*Activity*
Exactly reproduce the lines from the line that has "impl std::str::FromStr for" down to the last line of the entries, inclusive.

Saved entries
########

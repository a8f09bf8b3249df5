//! Output format value object

use serde::{Deserialize, Serialize};

/// How a run report is rendered
#[derive(Debug, Clone, Copy, PartialEq, Eq, Serialize, Deserialize, Default)]
#[serde(rename_all = "lowercase")]
pub enum OutputFormat {
    /// Score breakdown, every commit, every unresolved issue (default)
    #[default]
    Full,
    /// Branch, score total and counts only
    Summary,
    /// The report as pretty JSON
    Json,
}

impl OutputFormat {
    pub fn as_str(&self) -> &'static str {
        match self {
            OutputFormat::Full => "full",
            OutputFormat::Summary => "summary",
            OutputFormat::Json => "json",
        }
    }
}

impl std::str::FromStr for OutputFormat {
    type Err = String;

    fn from_str(s: &str) -> Result<Self, Self::Err> {
        match s.trim().to_ascii_lowercase().as_str() {
            "full" => Ok(OutputFormat::Full),
            "summary" => Ok(OutputFormat::Summary),
            "json" => Ok(OutputFormat::Json),
            other => Err(format!("unknown output format: {}", other)),
        }
    }
}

########

*Exercise result*
impl std::str::FromStr for OutputFormat {
    type Err = String;

    fn from_str(s: &str) -> Result<Self, Self::Err> {
        match s.trim().to_ascii_lowercase().as_str() {
            "full" => Ok(OutputFormat::Full),
            "summary" => Ok(OutputFormat::Summary),
            "json" => Ok(OutputFormat::Json),
            other => Err(format!("unknown output format: {}", other)),
        }
    }
}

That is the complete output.